(Excerpts from a dataset)
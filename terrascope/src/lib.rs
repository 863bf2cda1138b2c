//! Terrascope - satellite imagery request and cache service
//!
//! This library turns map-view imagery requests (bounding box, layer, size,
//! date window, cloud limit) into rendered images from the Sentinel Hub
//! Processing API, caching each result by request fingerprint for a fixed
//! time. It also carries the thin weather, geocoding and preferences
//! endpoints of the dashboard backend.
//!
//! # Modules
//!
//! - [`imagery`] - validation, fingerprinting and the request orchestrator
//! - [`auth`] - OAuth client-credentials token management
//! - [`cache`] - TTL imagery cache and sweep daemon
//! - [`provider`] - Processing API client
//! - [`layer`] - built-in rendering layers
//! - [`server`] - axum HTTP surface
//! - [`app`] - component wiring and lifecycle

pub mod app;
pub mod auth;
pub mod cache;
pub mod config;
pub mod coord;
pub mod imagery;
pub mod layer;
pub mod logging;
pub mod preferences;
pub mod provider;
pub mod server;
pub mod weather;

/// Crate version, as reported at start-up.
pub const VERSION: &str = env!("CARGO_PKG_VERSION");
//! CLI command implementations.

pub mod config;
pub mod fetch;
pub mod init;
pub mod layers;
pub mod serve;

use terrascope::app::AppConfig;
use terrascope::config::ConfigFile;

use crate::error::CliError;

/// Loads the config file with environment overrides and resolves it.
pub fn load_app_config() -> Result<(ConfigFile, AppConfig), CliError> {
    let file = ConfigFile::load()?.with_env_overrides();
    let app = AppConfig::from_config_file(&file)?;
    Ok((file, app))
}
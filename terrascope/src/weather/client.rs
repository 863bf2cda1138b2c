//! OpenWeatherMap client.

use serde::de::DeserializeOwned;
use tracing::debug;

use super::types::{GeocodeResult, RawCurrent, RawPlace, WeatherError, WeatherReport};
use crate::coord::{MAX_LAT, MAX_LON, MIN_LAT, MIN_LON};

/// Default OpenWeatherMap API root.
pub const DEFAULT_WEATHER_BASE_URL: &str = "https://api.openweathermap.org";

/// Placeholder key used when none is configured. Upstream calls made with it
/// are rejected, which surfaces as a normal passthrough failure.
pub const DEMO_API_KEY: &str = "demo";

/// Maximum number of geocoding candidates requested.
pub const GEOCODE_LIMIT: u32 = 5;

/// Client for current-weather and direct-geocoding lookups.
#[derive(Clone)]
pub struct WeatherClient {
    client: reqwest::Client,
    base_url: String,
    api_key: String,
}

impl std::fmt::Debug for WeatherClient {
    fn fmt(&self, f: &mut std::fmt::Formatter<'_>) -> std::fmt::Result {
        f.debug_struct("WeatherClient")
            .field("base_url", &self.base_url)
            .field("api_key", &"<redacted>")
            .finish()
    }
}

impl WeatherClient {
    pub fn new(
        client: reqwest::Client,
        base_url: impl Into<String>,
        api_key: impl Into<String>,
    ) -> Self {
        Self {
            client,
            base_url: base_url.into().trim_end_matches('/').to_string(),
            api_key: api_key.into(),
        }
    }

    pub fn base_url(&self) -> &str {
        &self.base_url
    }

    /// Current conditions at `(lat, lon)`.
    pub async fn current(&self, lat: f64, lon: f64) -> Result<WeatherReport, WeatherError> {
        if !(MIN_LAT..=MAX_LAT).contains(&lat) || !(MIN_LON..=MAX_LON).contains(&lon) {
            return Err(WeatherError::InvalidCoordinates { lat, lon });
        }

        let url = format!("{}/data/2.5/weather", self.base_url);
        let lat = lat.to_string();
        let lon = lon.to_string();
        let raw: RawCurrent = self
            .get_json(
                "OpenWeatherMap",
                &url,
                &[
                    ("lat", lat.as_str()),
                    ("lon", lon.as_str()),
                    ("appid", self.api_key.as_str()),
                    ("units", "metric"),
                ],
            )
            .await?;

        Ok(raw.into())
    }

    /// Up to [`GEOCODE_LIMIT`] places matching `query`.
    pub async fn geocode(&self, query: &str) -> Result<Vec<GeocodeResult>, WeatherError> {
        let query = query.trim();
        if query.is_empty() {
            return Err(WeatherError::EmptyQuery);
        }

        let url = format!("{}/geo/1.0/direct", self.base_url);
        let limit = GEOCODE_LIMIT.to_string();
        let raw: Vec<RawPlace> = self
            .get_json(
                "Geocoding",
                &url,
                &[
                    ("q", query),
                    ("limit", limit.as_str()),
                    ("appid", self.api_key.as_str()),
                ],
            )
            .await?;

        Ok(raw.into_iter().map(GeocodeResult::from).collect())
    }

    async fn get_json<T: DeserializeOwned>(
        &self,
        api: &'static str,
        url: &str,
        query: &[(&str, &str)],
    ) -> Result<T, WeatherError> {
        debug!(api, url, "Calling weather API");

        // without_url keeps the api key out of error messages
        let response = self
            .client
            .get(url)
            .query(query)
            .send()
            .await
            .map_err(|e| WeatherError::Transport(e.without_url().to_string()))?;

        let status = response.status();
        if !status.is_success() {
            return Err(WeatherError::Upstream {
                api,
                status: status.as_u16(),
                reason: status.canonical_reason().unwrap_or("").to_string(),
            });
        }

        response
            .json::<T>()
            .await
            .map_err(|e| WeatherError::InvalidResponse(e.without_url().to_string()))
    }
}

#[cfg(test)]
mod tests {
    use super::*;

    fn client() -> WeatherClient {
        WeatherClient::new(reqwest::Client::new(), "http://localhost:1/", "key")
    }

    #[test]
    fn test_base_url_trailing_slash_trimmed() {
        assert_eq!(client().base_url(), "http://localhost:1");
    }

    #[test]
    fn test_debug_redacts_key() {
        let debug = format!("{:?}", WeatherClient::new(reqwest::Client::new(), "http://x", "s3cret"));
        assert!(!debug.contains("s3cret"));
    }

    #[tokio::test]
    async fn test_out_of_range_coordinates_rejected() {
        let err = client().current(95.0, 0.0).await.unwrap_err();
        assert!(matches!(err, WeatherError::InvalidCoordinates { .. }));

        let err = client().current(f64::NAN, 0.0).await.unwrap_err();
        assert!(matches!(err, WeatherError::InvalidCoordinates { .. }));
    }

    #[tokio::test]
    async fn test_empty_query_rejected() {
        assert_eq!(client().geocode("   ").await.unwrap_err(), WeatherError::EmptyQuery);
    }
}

Problem requirements :: Would you report every line of the entries above containing the word "provider"?

Answer section ::
//! - [`provider`] - Processing API client
pub mod provider;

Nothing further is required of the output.